Whether it’s been improvements in ball movement, shooting or defense, the team has put a much better brand of basketball on the court. But there’s one thing the Knicks haven’t been able to do — even during their recent winning streak.
They can’t close games.
Last season, the Knicks were one of the best fourth-quarter teams in the entire league. Their ‘D’ became elite in the final 12 minutes with an amazing 99.0 defensive rating (points per 100 possessions), which was the third-best number in the NBA. The offense was the second-best in the league, as was the team’s net rating (10.2). The Knicks dominated the most important quarter, and it helped win them a ton of games.
This season, it’s been the opposite. The team’s offense and defense in the fourth quarter has ranked 23rd and 22nd in the NBA, respectively. Their fourth-quarter point differential adjusted for pace is 26th-worst in the league. When the Knicks have needed to be at their best, they have been at their worst. Even in the past eight games, in which New York has gone 6-2, the fourth-quarter performance has been awful.
In fact, it’s been even worse than the forgettable months of November and December.
The defense has been the third-worst unit in the league in the fourth quarter, and the offense is only ranked 19th. The team’s net rating (point differential per 100 possessions) stands at third-worst in the league. How can you win like that? Coincidentally, the Knicks’ first-quarter performance has been just as bad, suggesting that Mike Woodson’s lineups to start and end games have been extremely flawed.
Last season, Woodson found a go-to fourth-quarter plan and stuck with it. Carmelo Anthony, Tyson Chandler, Raymond Felton, Jason Kidd and J.R. Smith played four times as many minutes as any other five-man lineup in the fourth quarter. They dominated, outscoring opponents by nearly 70 points over the course of the season with an off-the-charts 29.9 net rating.
Woodson hasn’t been able to find that sort of lineup this season. This year, the Knicks have had seven different combinations that have played at least 13 minutes in the fourth quarter. The most-used lineup has played 28 minutes, with two others playing 19 or more, and four others playing between 13 and 19. Of those seven most-used lineups, four have awful plus-minus ratings, with some being epically bad.

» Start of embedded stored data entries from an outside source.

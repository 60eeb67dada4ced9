use bigdecimal::BigDecimal;

/// Aggregation bucket width.
#[derive(Debug, Clone, Copy, PartialEq, Eq)]
pub enum Period {
    Hour,
    Day,
}

impl Period {
    /// Start timestamp (UTC) of the bucket containing `ts`.
    pub fn bucket_start(&self, ts: i64) -> i64 {
        match self {
            Period::Hour => ts / 3600 * 3600,
            Period::Day => ts / 86400 * 86400,
        }
    }

    /// Table name suffix (`pool_aggregate_hour`, `pool_aggregate_day`, ...).
    pub fn suffix(&self) -> &'static str {
        match self {
            Period::Hour => "hour",
            Period::Day => "day",
        }
    }
}

/// Per-pool aggregate row (`pool_aggregate_hour` / `pool_aggregate_day`).
///
/// Volume and fee fields are cumulative within the bucket; locked fields
/// hold the last observed reserves, not a sum.
#[derive(Debug, Clone)]
pub struct PoolAggregateRow {
    pub ts: i64,
    pub pool: String,
    pub token_1_volume: BigDecimal,
    pub token_2_volume: BigDecimal,
    pub volume_value: BigDecimal,
    pub token_1_fees: BigDecimal,
    pub token_2_fees: BigDecimal,
    pub fees_value: BigDecimal,
    pub token_1_locked: BigDecimal,
    pub token_2_locked: BigDecimal,
    pub locked_value: BigDecimal,
}

/// Per-token aggregate row (`token_aggregate_hour` / `token_aggregate_day`).
///
/// `locked` is a cross-pool sum reconciled by per-pool deltas; a token
/// held by several pools is never double counted.
#[derive(Debug, Clone)]
pub struct TokenAggregateRow {
    pub ts: i64,
    pub token: i64,
    pub open_price: BigDecimal,
    pub high_price: BigDecimal,
    pub low_price: BigDecimal,
    pub close_price: BigDecimal,
    pub volume: BigDecimal,
    pub volume_value: BigDecimal,
    pub fees: BigDecimal,
    pub fees_value: BigDecimal,
    pub locked: BigDecimal,
    pub locked_value: BigDecimal,
}

/// System-wide aggregate row (`plenty_aggregate_hour` / `plenty_aggregate_day`).
#[derive(Debug, Clone)]
pub struct PlentyAggregateRow {
    pub ts: i64,
    pub volume_value: BigDecimal,
    pub fees_value: BigDecimal,
    pub tvl_value: BigDecimal,
}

The Knicks’ two best fourth-quarter lineups have included Anthony, Felton and Iman Shumpert with Pablo Prigioni and Chandler or Smith and Andrea Bargnani. Those groups’ offensive numbers haven’t been very good but their defense has more than made up for the offensive deficiencies. It should be noted that both of those lineup groups feature Anthony at power forward with Shumpert and Felton in the backcourt. Shumpert’s ability to defend point guards allows the Knicks to hide Felton elsewhere.
With the team finally getting healthy, it’s time for Woodson to settle on a lineup in the fourth quarter and stick with it. To best recreate last season’s success, the best potential lineups should feature Anthony, Felton, Chandler, Shumpert and Prigioni or Smith. If Bargnani and Amar’e Stoudemire are playing particularly well, one of the two can be used for Chandler if the opposing team is particularly weak around the rim.
The Knicks won’t win consistently until they figure out their fourth-quarter woes. The return of Felton and Chandler should help things, too.
But the real pressure is on Woodson.
If the Knicks can get it going, they might be able to manage a second-round playoff appearance once again.